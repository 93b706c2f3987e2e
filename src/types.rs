//! Core data model: fixed page paths, the feature taxonomy, per-site feature
//! maps, and the analysis result handed to presentation layers.
//!
//! Both `PageId` and `FeatureKey` are closed sets. Their declaration order is
//! meaningful: derived `Ord` gives walk order for pages and taxonomy order
//! for features, so `BTreeMap` iteration is deterministic everywhere the
//! reconciler and exporters consume these maps.

use serde::{Deserialize, Serialize};
use std::collections::BTreeMap;

use crate::matrix::ComparisonMatrix;

/// One of the fixed page paths visited on every site.
#[derive(
    Debug, Clone, Copy, PartialEq, Eq, PartialOrd, Ord, Hash, Serialize, Deserialize,
)]
#[serde(rename_all = "lowercase")]
pub enum PageId {
    Home,
    Search,
    Product,
}

impl PageId {
    /// Wire/matrix-key name, identical to the JSON field name.
    pub fn as_str(&self) -> &'static str {
        match self {
            PageId::Home => "home",
            PageId::Search => "search",
            PageId::Product => "product",
        }
    }

    /// Relative URL suffix appended to a site's base URL.
    pub fn path(&self) -> &'static str {
        match self {
            PageId::Home => "/",
            PageId::Search => "/search",
            PageId::Product => "/product",
        }
    }

    /// Human-readable name used in exports.
    pub fn display_name(&self) -> &'static str {
        match self {
            PageId::Home => "Homepage",
            PageId::Search => "Search Page",
            PageId::Product => "Product Page",
        }
    }
}

impl std::fmt::Display for PageId {
    fn fmt(&self, f: &mut std::fmt::Formatter<'_>) -> std::fmt::Result {
        f.write_str(self.as_str())
    }
}

/// The fixed ordered walk list. Order determines walk and display order.
pub const PAGE_PATHS: [PageId; 3] = [PageId::Home, PageId::Search, PageId::Product];

/// One of the ten fixed UI capabilities the detector probes for.
///
/// Extending the taxonomy means adding a variant here and a rule in
/// [`crate::detector::RULES`]; nothing in the walker or reconciler changes.
#[derive(
    Debug, Clone, Copy, PartialEq, Eq, PartialOrd, Ord, Hash, Serialize, Deserialize,
)]
#[serde(rename_all = "camelCase")]
pub enum FeatureKey {
    SearchBar,
    Filter,
    Sort,
    Favorite,
    Cart,
    Login,
    Navigation,
    Pagination,
    Share,
    Review,
}

impl FeatureKey {
    /// All features in taxonomy order.
    pub const ALL: [FeatureKey; 10] = [
        FeatureKey::SearchBar,
        FeatureKey::Filter,
        FeatureKey::Sort,
        FeatureKey::Favorite,
        FeatureKey::Cart,
        FeatureKey::Login,
        FeatureKey::Navigation,
        FeatureKey::Pagination,
        FeatureKey::Share,
        FeatureKey::Review,
    ];

    /// Wire/matrix-key name, identical to the JSON field name.
    pub fn as_str(&self) -> &'static str {
        match self {
            FeatureKey::SearchBar => "searchBar",
            FeatureKey::Filter => "filter",
            FeatureKey::Sort => "sort",
            FeatureKey::Favorite => "favorite",
            FeatureKey::Cart => "cart",
            FeatureKey::Login => "login",
            FeatureKey::Navigation => "navigation",
            FeatureKey::Pagination => "pagination",
            FeatureKey::Share => "share",
            FeatureKey::Review => "review",
        }
    }

    /// Human-readable name used in exports.
    pub fn display_name(&self) -> &'static str {
        match self {
            FeatureKey::SearchBar => "Search Function",
            FeatureKey::Filter => "Filter Function",
            FeatureKey::Sort => "Sort Function",
            FeatureKey::Favorite => "Wishlist/Like",
            FeatureKey::Cart => "Shopping Cart",
            FeatureKey::Login => "Login/Register",
            FeatureKey::Navigation => "Menu/Navigation",
            FeatureKey::Pagination => "Pagination",
            FeatureKey::Share => "Share Function",
            FeatureKey::Review => "Review/Rating",
        }
    }
}

impl std::fmt::Display for FeatureKey {
    fn fmt(&self, f: &mut std::fmt::Formatter<'_>) -> std::fmt::Result {
        f.write_str(self.as_str())
    }
}

/// Feature presence for a single rendered page.
pub type PageFeatures = BTreeMap<FeatureKey, bool>;

/// Per-site map: page → feature → presence. Pages that failed to load are
/// absent entirely, never present with zeroed features.
pub type FeatureMap = BTreeMap<PageId, PageFeatures>;

/// Everything captured for one site during a walk.
#[derive(Debug, Clone, Serialize, Deserialize)]
pub struct SiteAnalysis {
    /// Normalized base URL the walk started from.
    pub url: String,
    /// Page → stored screenshot reference (`/screenshots/<file>`).
    pub screenshots: BTreeMap<PageId, String>,
    /// Page → detected features. Same shape for both sites.
    pub features: FeatureMap,
}

/// The completed result of one analysis job. Immutable once the job reaches
/// a terminal state.
#[derive(Debug, Clone, Serialize, Deserialize)]
#[serde(rename_all = "camelCase")]
pub struct AnalysisResult {
    pub site_a: SiteAnalysis,
    pub site_b: SiteAnalysis,
    pub feature_matrix: ComparisonMatrix,
}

◆ HOW TO COMPLETE THIS TASK
Go through the records above. Copy each line in which the string "Navigation" appears.

◆ YOUR RESPONSE
    Navigation,
        FeatureKey::Navigation,
            FeatureKey::Navigation => "navigation",
            FeatureKey::Navigation => "Menu/Navigation",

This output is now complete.